TASK PROMPT -
Extract all lines from the data beneath that include the word "async".

MATERIAL FOR THIS TASK -
=== Section Start ===
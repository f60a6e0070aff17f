use argon2::{
    Argon2, PasswordHasher,
    password_hash::{SaltString, rand_core::OsRng},
};
use axum_printshop_api::{config::AppConfig, db::create_pool};
use uuid::Uuid;

#[tokio::main]
async fn main() -> anyhow::Result<()> {
    dotenvy::dotenv().ok();
    let config = AppConfig::from_env()?;

    let pool = create_pool(&config.database_url).await?;
    // Ensure migrations are applied.
    sqlx::migrate!("./migrations").run(&pool).await?;

    let owner_id = ensure_user(&pool, "owner@example.com", "owner123", "Demo Owner").await?;
    let shop_id = ensure_shop(&pool, owner_id, "Downtown Print").await?;

    println!("Seed completed. Owner ID: {owner_id}, Shop ID: {shop_id}");
    Ok(())
}

async fn ensure_user(
    pool: &sqlx::PgPool,
    email: &str,
    password: &str,
    display_name: &str,
) -> anyhow::Result<Uuid> {
    let salt = SaltString::generate(&mut OsRng);
    let argon2 = Argon2::default();
    let password_hash = argon2
        .hash_password(password.as_bytes(), &salt)
        .map_err(|e| anyhow::anyhow!(e.to_string()))?
        .to_string();

    let row: Option<(Uuid,)> = sqlx::query_as(
        r#"
        INSERT INTO users (id, email, password_hash, display_name)
        VALUES ($1, $2, $3, $4)
        ON CONFLICT (email) DO NOTHING
        RETURNING id
        "#,
    )
    .bind(Uuid::new_v4())
    .bind(email)
    .bind(password_hash)
    .bind(display_name)
    .fetch_optional(pool)
    .await?;

    // If user already exists, fetch id
    let user_id = match row {
        Some((id,)) => id,
        None => {
            let existing: (Uuid,) = sqlx::query_as("SELECT id FROM users WHERE email = $1")
                .bind(email)
                .fetch_one(pool)
                .await?;
            existing.0
        }
    };

    println!("Ensured user {email}");
    Ok(user_id)
}

async fn ensure_shop(pool: &sqlx::PgPool, owner_id: Uuid, name: &str) -> anyhow::Result<Uuid> {
    let existing: Option<(Uuid,)> =
        sqlx::query_as("SELECT id FROM shops WHERE owner_id = $1 AND name = $2")
            .bind(owner_id)
            .bind(name)
            .fetch_optional(pool)
            .await?;
    if let Some((id,)) = existing {
        println!("Shop {name} already present");
        return Ok(id);
    }

    let id = Uuid::new_v4();
    sqlx::query("INSERT INTO shops (id, name, owner_id) VALUES ($1, $2, $3)")
        .bind(id)
        .bind(name)
        .bind(owner_id)
        .execute(pool)
        .await?;

    println!("Seeded shop {name}");
    Ok(id)
}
=== Section End ===
SOLUTION TO THIS PROBLEM -
async fn main() -> anyhow::Result<()> {
async fn ensure_user(
async fn ensure_shop(pool: &sqlx::PgPool, owner_id: Uuid, name: &str) -> anyhow::Result<Uuid> {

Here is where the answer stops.